Some of the facts have been stipulated and are so found. The stipulation of facts is incorporated herein by this reference. Petitioners resided in York, Nebraska, when they filed their petition in this case. References to petitioner are to Richard L. Robson.

Petitioner has worked in the insurance industry since his graduation from college in 1963 with a degree in education. On or about March 4, 1980, petitioner and James Klute (Klute) decided to purchase all of the stock of Mid-Nebraska Insurors, Inc. (Mid-Nebraska), a local insurance agency. To effect that purchase, Mid-Nebraska borrowed $33,175 from York State Bank and Trust Co. (York). Mid-Nebraska then lent the proceeds to petitioner and Klute, and they used them to purchase the stock of Mid-Nebraska. To evidence Mid-Nebraska's loan to them, petitioner and Klute signed a certificate of indebtedness (note) in which they jointly and severally promised to pay Mid-Nebraska $33,175 with interest at 15 percent per year on the unpaid balance. Immediately after the purchase, petitioner and Klute each owned 50 percent of the stock of Mid-Nebraska.

Mid-Nebraska struggled financially. It borrowed additional funds from York, from Klute's spouse (Mrs. Klute), and from his company, Klute Land & Cattle Co., Inc. (Klute Land & Cattle). Klute eventually decided to terminate his relationship with Mid-Nebraska. Consequently, on or about February 17, 1983, Mid-Nebraska redeemed all of Klute's stock, he resigned all of his positions with that corporation, and it released him from any further liability on the note and any debts or notes Mid-Nebraska owed York. Mid-Nebraska also agreed to pay $22,000 to Mrs. Klute and $23,000 to Klute Land & Cattle in payment of the money it owed them. Mid-Nebraska paid the $22,000 to Mrs. Klute. Of the $23,000 owed to Klute Land & Cattle, Mid-Nebraska paid Klute $8,000 on or about February 17, 1983, and gave him a note for the balance due, payable in three annual installments of $5,000 each commencing March 1, 1984. Klute ultimately received only one $5,000 payment.
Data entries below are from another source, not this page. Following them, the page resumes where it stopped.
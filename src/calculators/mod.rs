// Clinical score calculators
pub mod cerebral_perfusion_pressure;
pub mod chads2_score;
pub mod child_pugh_score;
pub mod clinical_frailty_scale;
pub mod cpot_pain_observation;
pub mod glasgow_coma_scale;
pub mod ldl_calculated;
pub mod news_2;
pub mod oxygenation_index;
pub mod psi_port_score;
pub mod qsofa_score;
pub mod winters_formula_metabolic_acidosis;
pub mod woman_abuse_screening_tool;

use crate::core::Registry;
use crate::error::ConfigurationError;

pub use cerebral_perfusion_pressure::CerebralPerfusionPressure;
pub use chads2_score::Chads2Score;
pub use child_pugh_score::ChildPughScore;
pub use clinical_frailty_scale::ClinicalFrailtyScale;
pub use cpot_pain_observation::CpotPainObservation;
pub use glasgow_coma_scale::GlasgowComaScale;
pub use ldl_calculated::LdlCalculated;
pub use news_2::News2;
pub use oxygenation_index::OxygenationIndex;
pub use psi_port_score::PsiPortScore;
pub use qsofa_score::QsofaScore;
pub use winters_formula_metabolic_acidosis::WintersFormula;
pub use woman_abuse_screening_tool::WomanAbuseScreeningTool;

/// Register every calculator shipped with the service
pub fn register_all(registry: &mut Registry) -> Result<(), ConfigurationError> {
    // Emergency
    registry.register::<QsofaScore>()?;
    registry.register::<PsiPortScore>()?;
    registry.register::<CpotPainObservation>()?;
    registry.register::<WomanAbuseScreeningTool>()?;
    registry.register::<News2>()?;

    // Neurology
    registry.register::<GlasgowComaScale>()?;
    registry.register::<CerebralPerfusionPressure>()?;

    // Pediatrics
    registry.register::<OxygenationIndex>()?;

    // Cardiology
    registry.register::<Chads2Score>()?;
    registry.register::<LdlCalculated>()?;

    registry.register::<ChildPughScore>()?;
    registry.register::<ClinicalFrailtyScale>()?;
    registry.register::<WintersFormula>()?;

    tracing::info!("Registered {} score calculators", registry.len());
    Ok(())
}

/// Registry with every shipped calculator
pub fn default_registry() -> Result<Registry, ConfigurationError> {
    let mut registry = Registry::new();
    register_all(&mut registry)?;
    Ok(registry)
}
After the redemption of Klute's stock, petitioner was Mid-Nebraska's sole shareholder, and he alone was responsible for repayment of the $33,175 loan from Mid-Nebraska. Neither Mid-Nebraska's payments to Klute, Mrs. Klute, and Klute Land & Cattle nor its failure to pay the sums owed Klute affected petitioner's basis in Mid-Nebraska. He was not liable for, nor was he required to make, any of those payments.

Mid-Nebraska continued to struggle financially. Petitioner borrowed money from his spouse and against his life insurance and his 401(k) plan to put into Mid-Nebraska. It is not clear, however, how much additional money petitioner ultimately put into the business, or whether Mid-Nebraska's bookkeepers and accountants treated the money as capital contributions or loans to the corporation on its books and records, or whether Mid-Nebraska repaid to petitioner any of that money before September 8, 1992.
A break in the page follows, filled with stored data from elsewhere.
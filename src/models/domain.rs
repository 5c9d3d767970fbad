use serde::{Deserialize, Serialize};
use serde_json::{Map, Value};
use std::fmt;

use crate::models::responses::ScoreInfo;

/// Binary clinical finding as submitted by clients ("yes" / "no")
#[derive(Debug, Clone, Copy, PartialEq, Eq, Serialize, Deserialize)]
#[serde(rename_all = "lowercase")]
pub enum YesNo {
    Yes,
    No,
}

impl YesNo {
    #[inline]
    pub fn is_yes(self) -> bool {
        self == YesNo::Yes
    }

    /// Points contributed when the finding is present
    #[inline]
    pub fn points(self, weight: i64) -> i64 {
        if self.is_yes() { weight } else { 0 }
    }
}

/// Biological sex where a score weights it
#[derive(Debug, Clone, Copy, PartialEq, Eq, Serialize, Deserialize)]
#[serde(rename_all = "lowercase")]
pub enum Sex {
    Male,
    Female,
}

/// Primary value of a calculation
#[derive(Debug, Clone, PartialEq, Serialize, Deserialize)]
#[serde(untagged)]
pub enum ScoreValue {
    Integer(i64),
    Decimal(f64),
    Label(String),
}

impl From<i64> for ScoreValue {
    fn from(value: i64) -> Self {
        ScoreValue::Integer(value)
    }
}

impl From<u8> for ScoreValue {
    fn from(value: u8) -> Self {
        ScoreValue::Integer(i64::from(value))
    }
}

impl From<f64> for ScoreValue {
    fn from(value: f64) -> Self {
        ScoreValue::Decimal(value)
    }
}

impl From<&str> for ScoreValue {
    fn from(value: &str) -> Self {
        ScoreValue::Label(value.to_string())
    }
}

impl fmt::Display for ScoreValue {
    fn fmt(&self, f: &mut fmt::Formatter<'_>) -> fmt::Result {
        match self {
            ScoreValue::Integer(v) => write!(f, "{}", v),
            ScoreValue::Decimal(v) => write!(f, "{}", v),
            ScoreValue::Label(v) => f.write_str(v),
        }
    }
}

/// Output of every calculator
///
/// The five named fields are mandatory for every score. Score-specific
/// breakdowns live in `extra`, which is flattened into the JSON body. The
/// map is ordered so the same result always serializes to the same bytes.
#[derive(Debug, Clone, PartialEq, Serialize, Deserialize)]
pub struct ScoreResult {
    pub result: ScoreValue,
    pub unit: String,
    pub interpretation: String,
    pub stage: String,
    pub stage_description: String,
    #[serde(flatten)]
    pub extra: Map<String, Value>,
}

impl ScoreResult {
    pub fn new(
        result: impl Into<ScoreValue>,
        unit: &str,
        interpretation: impl Into<String>,
        stage: impl Into<String>,
        stage_description: impl Into<String>,
    ) -> Self {
        Self {
            result: result.into(),
            unit: unit.to_string(),
            interpretation: interpretation.into(),
            stage: stage.into(),
            stage_description: stage_description.into(),
            extra: Map::new(),
        }
    }

    /// Attach a score-specific field
    pub fn with(mut self, key: &str, value: Value) -> Self {
        self.extra.insert(key.to_string(), value);
        self
    }
}

/// Static catalogue description of a calculator
#[derive(Debug, Clone, Copy, PartialEq, Eq)]
pub struct ScoreMetadata {
    pub title: &'static str,
    pub description: &'static str,
    pub category: &'static str,
    pub version: Option<&'static str>,
    pub references: &'static [&'static str],
}

impl ScoreMetadata {
    pub fn info(&self, id: &str) -> ScoreInfo {
        ScoreInfo {
            id: id.to_string(),
            title: self.title.to_string(),
            description: self.description.to_string(),
            category: self.category.to_string(),
            version: self.version.map(str::to_string),
        }
    }
}

#[cfg(test)]
mod tests {
    use super::*;
    use serde_json::json;

    #[test]
    fn test_yes_no_points() {
        assert_eq!(YesNo::Yes.points(2), 2);
        assert_eq!(YesNo::No.points(2), 0);
    }

    #[test]
    fn test_score_result_flattens_extras() {
        let result = ScoreResult::new(3_i64, "points", "text", "High Risk", "desc")
            .with("components", json!({"a": 1}));

        let value = serde_json::to_value(&result).unwrap();
        assert_eq!(value["result"], json!(3));
        assert_eq!(value["components"]["a"], json!(1));
        assert_eq!(value["stage"], json!("High Risk"));
    }

    #[test]
    fn test_decimal_result_serializes_as_number() {
        let result = ScoreResult::new(20.0, "index", "text", "Good Outcome", "desc");
        let value = serde_json::to_value(&result).unwrap();
        assert_eq!(value["result"], json!(20.0));
    }
}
During 1988 or 1989, Dean Sack (Sack), York's president, chairman of the board, and principal owner, advised petitioners to purchase the office space in the condominium building in which Mid-Nebraska had located its offices (office condominium). To effect the purchase of the office condominium and to satisfy certain bank lending policies, York lent Mid-Nebraska $16,000. Mid-Nebraska then lent the money to petitioners, and they used it to make a downpayment toward the purchase of the office condominium. Petitioners borrowed the balance of the $89,000 purchase price of the office condominium from York, and they agreed to make monthly payments toward repayment of that loan. Petitioners purchased the office condominium in their own names, and they considered it to be a personal asset. From the time Sack approached petitioners about the purchase of the office condominium through at least some time after the audit of their 1993 return, petitioner did not understand the nature of or rationale for the financial arrangements made regarding that purchase.

Mid-Nebraska also periodically borrowed money from York for operating expenses. In August 1992, petitioner asked York to cover a $19,000 overdraft to USF&G Insurance Co. York refused. Instead, Sack informed petitioner that York would take over Mid-Nebraska's business, but York would allow petitioner to operate the insurance business as an employee of the bank. During the preliminary discussion of the terms of York's acquisition of Mid-Nebraska's business, Roger Sack, Sack's son, told petitioner that York would fire petitioner if he attempted to retain an attorney to advise him about the transaction. Sack determined all of the terms of the acquisition, and petitioner had no voice in the matter.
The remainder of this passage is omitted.